Wednesday, 19 October 2011

The Knights Templar in Gaultier

Dr Dr Niall Byrne opens the BGHS  lecture season with his talk
The Knights Templar in Gaultier.

Knights' Seal -  horse shared  indicating poverty
An audience of over 50 people was present at the Ocean Hotel, Dunmore East on September 27 to hear Dr Niall Byrne give the opening talk of the Barony of Gaultier Historical Society’s  2010-11 lecture season.  Dr Byrne’ s topic was the story of the Knights Templar in Gaultier,  particularly their connections to Crooke and Leperstown.   Dr Byrne’s scholarship came through in his detailed and well illustrated presentation which was very well received by the audience.  The talk was followed by refreshments generously provided by the Ocean Hotel.  This was a great start to our season and really whetted the appetite for the talks to come over the next  seven months. 

The story of the Templars is a  gripping, multilayered slice of history reaching across almost all the countries of Europe and into the Middle East during the time of the Crusades.  The Templars although outlawed by the principal monarchs of Europe in the early 1300s morphed into other quasi military orders such as the Knights Hospitallers and even coming down to the present day in the origins of the Knights of Malta.  They are mostly remembered for their presence in the Middle East during the wars of conquest  between Europeans and Muslims, always  in the guise of saviours  under their respective religious banners. 
The Templars were granted lands on either side of Waterford Harbour by a grant of Henry 11 soon after his arrival here in Gaultier in 1171,  Crooke being the site of a substantial  manor of thousands of acres.  No doubt they had a military presence in Waterford  Harbour but their main recorded contribution seems to have been in agriculture, the 1328 audit of their Crook lands giving detailed testimony to this.  They grew large quantities of cereals , probably bringing much of Gaultier under cultivation.  It is thought that this was grown as feed for the horses used by the Knights across Europe and especially in the Holy Lands.  This opens up a fascinating story of shipping and trade that would have been an important part of Gaultier life in those years.

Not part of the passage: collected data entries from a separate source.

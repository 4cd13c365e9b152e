//! Cryptographically secure random generation.
//!
//! Uses the operating system's CSPRNG for all random number generation.
//! `OsRng` is process-wide, needs no initialization from callers and is safe
//! to use from any number of threads without external locking.

use rand::{rngs::OsRng, RngCore};
use tracing::debug;
use zeroize::Zeroizing;

use crate::cipher::{IV_SIZE, KEY_SIZE};
use crate::error::CryptoError;

/// Generates `length` cryptographically secure random bytes.
///
/// # Errors
///
/// Returns [`CryptoError::InvalidInput`] if `length` is zero.
pub fn secure_random(length: usize) -> Result<Vec<u8>, CryptoError> {
    if length == 0 {
        debug!("rejected zero-length random request");
        return Err(CryptoError::InvalidInput(
            "random length must be > 0".to_string(),
        ));
    }

    let mut bytes = vec![0u8; length];
    OsRng.fill_bytes(&mut bytes);
    Ok(bytes)
}

/// Generates a cryptographically secure random 256-bit key.
///
/// The key is wrapped in `Zeroizing` to ensure it is cleared from memory when dropped.
pub fn generate_key_bytes() -> Zeroizing<[u8; KEY_SIZE]> {
    let mut key = Zeroizing::new([0u8; KEY_SIZE]);
    OsRng.fill_bytes(&mut *key);
    key
}

/// Generates a fresh random IV for AES-CBC.
pub fn generate_cbc_iv() -> [u8; IV_SIZE] {
    let mut iv = [0u8; IV_SIZE];
    OsRng.fill_bytes(&mut iv);
    iv
}
//! Fixed-width integer encoding for protocol length and version fields.
//!
//! Integers are 4-byte big-endian two's complement. Decoding accepts shorter
//! inputs by left-padding with zero bytes and rejects anything longer than
//! four bytes instead of truncating it.

use crate::error::CryptoError;

/// Width of an encoded integer in bytes.
pub const INT32_SIZE: usize = 4;

/// Encodes `value` as exactly four big-endian bytes, leading zeros kept.
pub fn encode_int32(value: i32) -> [u8; INT32_SIZE] {
    value.to_be_bytes()
}

/// Decodes up to four big-endian bytes into an `i32`.
///
/// `[0x81, 0xA3, 0x99]` decodes as `0x0081A399`; an empty slice decodes to 0.
///
/// # Errors
///
/// Returns [`CryptoError::InvalidInput`] if `bytes` is longer than four bytes.
pub fn decode_int32(bytes: &[u8]) -> Result<i32, CryptoError> {
    if bytes.len() > INT32_SIZE {
        return Err(CryptoError::InvalidInput(format!(
            "integer encoding is {} bytes, at most {} allowed",
            bytes.len(),
            INT32_SIZE
        )));
    }

    let mut buf = [0u8; INT32_SIZE];
    buf[INT32_SIZE - bytes.len()..].copy_from_slice(bytes);
    Ok(i32::from_be_bytes(buf))
}
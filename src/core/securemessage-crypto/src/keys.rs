//! Algorithm-tagged key types with automatic memory zeroization.
//!
//! Every key carries exactly one [`KeyAlgorithm`]. Secret and private key
//! material implements `Zeroize` and `ZeroizeOnDrop` so it is erased from
//! memory when dropped, and its `Debug` output is redacted.
//!
//! Asymmetric keys hold DER encodings:
//!
//! | Algorithm | Private key | Public key |
//! |-----------|-------------|------------|
//! | EC P-256  | PKCS#8      | SubjectPublicKeyInfo |
//! | RSA       | PKCS#1      | SubjectPublicKeyInfo |

use std::fmt;

use p256::pkcs8::{DecodePrivateKey, DecodePublicKey, EncodePrivateKey, EncodePublicKey};
use rand::rngs::OsRng;
use rsa::pkcs1::{DecodeRsaPrivateKey, EncodeRsaPrivateKey};
use rsa::{RsaPrivateKey, RsaPublicKey};
use tracing::debug;
use zeroize::{Zeroize, ZeroizeOnDrop};

use crate::error::CryptoError;
use crate::random::generate_key_bytes;

/// RSA modulus size in bits for generated key pairs.
pub const RSA_KEY_BITS: usize = 2048;

/// The kind of key material a key holds.
#[derive(Debug, Clone, Copy, PartialEq, Eq, Hash)]
pub enum KeyAlgorithm {
    /// 256-bit symmetric key (AES, HMAC).
    Aes256,
    /// Elliptic-curve key on NIST P-256.
    Ecdsa,
    /// RSA key.
    Rsa,
}

impl fmt::Display for KeyAlgorithm {
    fn fmt(&self, f: &mut fmt::Formatter<'_>) -> fmt::Result {
        match self {
            Self::Aes256 => write!(f, "aes-256"),
            Self::Ecdsa => write!(f, "ecdsa"),
            Self::Rsa => write!(f, "rsa"),
        }
    }
}

/// A symmetric key, always tagged [`KeyAlgorithm::Aes256`].
///
/// Imported keys may have any non-empty length: HMAC and the purpose deriver
/// accept arbitrary master keys, while raw AES-CBC demands exactly 32 bytes.
#[derive(Clone, PartialEq, Eq, Zeroize, ZeroizeOnDrop)]
pub struct SecretKey {
    bytes: Vec<u8>,
}

impl SecretKey {
    /// Generates a new random 32-byte key.
    pub fn generate() -> Self {
        let key = generate_key_bytes();
        Self { bytes: key.to_vec() }
    }

    /// Creates a secret key from raw bytes.
    ///
    /// # Errors
    ///
    /// Returns an error if `bytes` is empty.
    pub fn from_bytes(bytes: &[u8]) -> Result<Self, CryptoError> {
        if bytes.is_empty() {
            return Err(CryptoError::InvalidKey("secret key is empty".to_string()));
        }

        Ok(Self {
            bytes: bytes.to_vec(),
        })
    }

    /// Returns the raw key bytes.
    ///
    /// Use with caution - the returned slice is not zeroized automatically.
    #[inline]
    pub fn as_bytes(&self) -> &[u8] {
        &self.bytes
    }

    /// Returns the algorithm tag, always [`KeyAlgorithm::Aes256`].
    #[inline]
    pub fn algorithm(&self) -> KeyAlgorithm {
        KeyAlgorithm::Aes256
    }
}

impl fmt::Debug for SecretKey {
    fn fmt(&self, f: &mut fmt::Formatter<'_>) -> fmt::Result {
        f.debug_struct("SecretKey")
            .field("len", &self.bytes.len())
            .field("bytes", &"[REDACTED]")
            .finish()
    }
}

/// The private half of an asymmetric key pair.
#[derive(Clone, Zeroize, ZeroizeOnDrop)]
pub struct PrivateKey {
    #[zeroize(skip)]
    algorithm: KeyAlgorithm,
    bytes: Vec<u8>,
}

impl PrivateKey {
    /// Imports a DER-encoded private key.
    ///
    /// The encoding is only checked when the key is used.
    ///
    /// # Errors
    ///
    /// Returns an error if `algorithm` is not asymmetric or `der` is empty.
    pub fn from_der(algorithm: KeyAlgorithm, der: &[u8]) -> Result<Self, CryptoError> {
        ensure_asymmetric(algorithm, der)?;
        Ok(Self {
            algorithm,
            bytes: der.to_vec(),
        })
    }

    /// Returns the DER encoding.
    #[inline]
    pub fn as_bytes(&self) -> &[u8] {
        &self.bytes
    }

    /// Returns the algorithm tag.
    #[inline]
    pub fn algorithm(&self) -> KeyAlgorithm {
        self.algorithm
    }

    pub(crate) fn to_p256(&self) -> Result<p256::SecretKey, CryptoError> {
        expect_algorithm(KeyAlgorithm::Ecdsa, self.algorithm)?;
        p256::SecretKey::from_pkcs8_der(&self.bytes)
            .map_err(|e| CryptoError::InvalidKey(format!("malformed EC private key: {e}")))
    }

    pub(crate) fn to_rsa(&self) -> Result<RsaPrivateKey, CryptoError> {
        expect_algorithm(KeyAlgorithm::Rsa, self.algorithm)?;
        RsaPrivateKey::from_pkcs1_der(&self.bytes)
            .or_else(|_| RsaPrivateKey::from_pkcs8_der(&self.bytes))
            .map_err(|e| CryptoError::InvalidKey(format!("malformed RSA private key: {e}")))
    }
}

impl fmt::Debug for PrivateKey {
    fn fmt(&self, f: &mut fmt::Formatter<'_>) -> fmt::Result {
        f.debug_struct("PrivateKey")
            .field("algorithm", &self.algorithm)
            .field("bytes", &"[REDACTED]")
            .finish()
    }
}

/// The public half of an asymmetric key pair.
#[derive(Debug, Clone, PartialEq, Eq)]
pub struct PublicKey {
    algorithm: KeyAlgorithm,
    bytes: Vec<u8>,
}

impl PublicKey {
    /// Imports a DER-encoded (SubjectPublicKeyInfo) public key.
    ///
    /// # Errors
    ///
    /// Returns an error if `algorithm` is not asymmetric or `der` is empty.
    pub fn from_der(algorithm: KeyAlgorithm, der: &[u8]) -> Result<Self, CryptoError> {
        ensure_asymmetric(algorithm, der)?;
        Ok(Self {
            algorithm,
            bytes: der.to_vec(),
        })
    }

    /// Returns the DER encoding.
    #[inline]
    pub fn as_bytes(&self) -> &[u8] {
        &self.bytes
    }

    /// Returns the algorithm tag.
    #[inline]
    pub fn algorithm(&self) -> KeyAlgorithm {
        self.algorithm
    }

    pub(crate) fn from_p256(key: &p256::PublicKey) -> Result<Self, CryptoError> {
        let der = key
            .to_public_key_der()
            .map_err(|e| CryptoError::InvalidKey(format!("EC public key encoding failed: {e}")))?;
        Ok(Self {
            algorithm: KeyAlgorithm::Ecdsa,
            bytes: der.as_bytes().to_vec(),
        })
    }

    pub(crate) fn to_p256(&self) -> Result<p256::PublicKey, CryptoError> {
        expect_algorithm(KeyAlgorithm::Ecdsa, self.algorithm)?;
        p256::PublicKey::from_public_key_der(&self.bytes)
            .map_err(|e| CryptoError::InvalidKey(format!("malformed EC public key: {e}")))
    }

    pub(crate) fn to_rsa(&self) -> Result<RsaPublicKey, CryptoError> {
        expect_algorithm(KeyAlgorithm::Rsa, self.algorithm)?;
        RsaPublicKey::from_public_key_der(&self.bytes)
            .map_err(|e| CryptoError::InvalidKey(format!("malformed RSA public key: {e}")))
    }
}

/// A private key and the public key generated with it.
///
/// Key pairs only come out of the generators below; the two halves are never
/// paired up after the fact.
#[derive(Debug, Clone)]
pub struct KeyPair {
    private_key: PrivateKey,
    public_key: PublicKey,
}

impl KeyPair {
    /// Returns the private half.
    pub fn private_key(&self) -> &PrivateKey {
        &self.private_key
    }

    /// Returns the public half.
    pub fn public_key(&self) -> &PublicKey {
        &self.public_key
    }

    /// Splits the pair into its halves.
    pub fn into_parts(self) -> (PrivateKey, PublicKey) {
        (self.private_key, self.public_key)
    }
}

/// A borrowed key of any kind, as accepted by the signature dispatcher.
#[derive(Debug, Clone, Copy)]
pub enum KeyRef<'a> {
    /// A symmetric key.
    Secret(&'a SecretKey),
    /// The private half of a key pair.
    Private(&'a PrivateKey),
    /// The public half of a key pair.
    Public(&'a PublicKey),
}

impl KeyRef<'_> {
    /// Returns the algorithm tag of the referenced key.
    pub fn algorithm(&self) -> KeyAlgorithm {
        match self {
            Self::Secret(key) => key.algorithm(),
            Self::Private(key) => key.algorithm(),
            Self::Public(key) => key.algorithm(),
        }
    }
}

impl<'a> From<&'a SecretKey> for KeyRef<'a> {
    fn from(key: &'a SecretKey) -> Self {
        Self::Secret(key)
    }
}

impl<'a> From<&'a PrivateKey> for KeyRef<'a> {
    fn from(key: &'a PrivateKey) -> Self {
        Self::Private(key)
    }
}

impl<'a> From<&'a PublicKey> for KeyRef<'a> {
    fn from(key: &'a PublicKey) -> Self {
        Self::Public(key)
    }
}

/// Generates a random 32-byte AES-256 key.
pub fn generate_aes256_secret_key() -> SecretKey {
    SecretKey::generate()
}

/// Generates a fresh EC P-256 key pair.
pub fn generate_ec_p256_key_pair() -> Result<KeyPair, CryptoError> {
    let secret = p256::SecretKey::random(&mut OsRng);

    let private_der = secret
        .to_pkcs8_der()
        .map_err(|e| CryptoError::KeyGenerationFailed(format!("PKCS#8 encoding failed: {e}")))?;
    let public_key = PublicKey::from_p256(&secret.public_key())
        .map_err(|e| CryptoError::KeyGenerationFailed(e.to_string()))?;

    Ok(KeyPair {
        private_key: PrivateKey {
            algorithm: KeyAlgorithm::Ecdsa,
            bytes: private_der.as_bytes().to_vec(),
        },
        public_key,
    })
}

/// Generates a fresh RSA-2048 key pair.
///
/// This takes noticeably longer than EC generation.
pub fn generate_rsa2048_key_pair() -> Result<KeyPair, CryptoError> {
    let private = RsaPrivateKey::new(&mut OsRng, RSA_KEY_BITS)
        .map_err(|e| CryptoError::KeyGenerationFailed(e.to_string()))?;
    let public = RsaPublicKey::from(&private);

    let private_der = private
        .to_pkcs1_der()
        .map_err(|e| CryptoError::KeyGenerationFailed(format!("PKCS#1 encoding failed: {e}")))?;
    let public_der = public
        .to_public_key_der()
        .map_err(|e| CryptoError::KeyGenerationFailed(format!("SPKI encoding failed: {e}")))?;

    Ok(KeyPair {
        private_key: PrivateKey {
            algorithm: KeyAlgorithm::Rsa,
            bytes: private_der.as_bytes().to_vec(),
        },
        public_key: PublicKey {
            algorithm: KeyAlgorithm::Rsa,
            bytes: public_der.as_bytes().to_vec(),
        },
    })
}

pub(crate) fn expect_algorithm(
    expected: KeyAlgorithm,
    actual: KeyAlgorithm,
) -> Result<(), CryptoError> {
    if expected != actual {
        debug!(%expected, %actual, "key algorithm mismatch");
        return Err(CryptoError::KeyAlgorithmMismatch { expected, actual });
    }
    Ok(())
}

fn ensure_asymmetric(algorithm: KeyAlgorithm, der: &[u8]) -> Result<(), CryptoError> {
    if algorithm == KeyAlgorithm::Aes256 {
        return Err(CryptoError::InvalidKey(
            "asymmetric key cannot be tagged aes-256".to_string(),
        ));
    }
    if der.is_empty() {
        return Err(CryptoError::InvalidKey("key encoding is empty".to_string()));
    }
    Ok(())
}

Dr Byrne concluded his talk by tracing the origins of Waterford County and City Infirmary in Leperstown with the rents and produce of this area going to finance the Leper Hospital of the medieval period, it s successor, the Fever Hospital of Waterford which eventually became the Infirmary. 

The Society wishes to thank Dr Byrne for this fascinating and important contribution to the history of Gaultier and to a great start to our current season.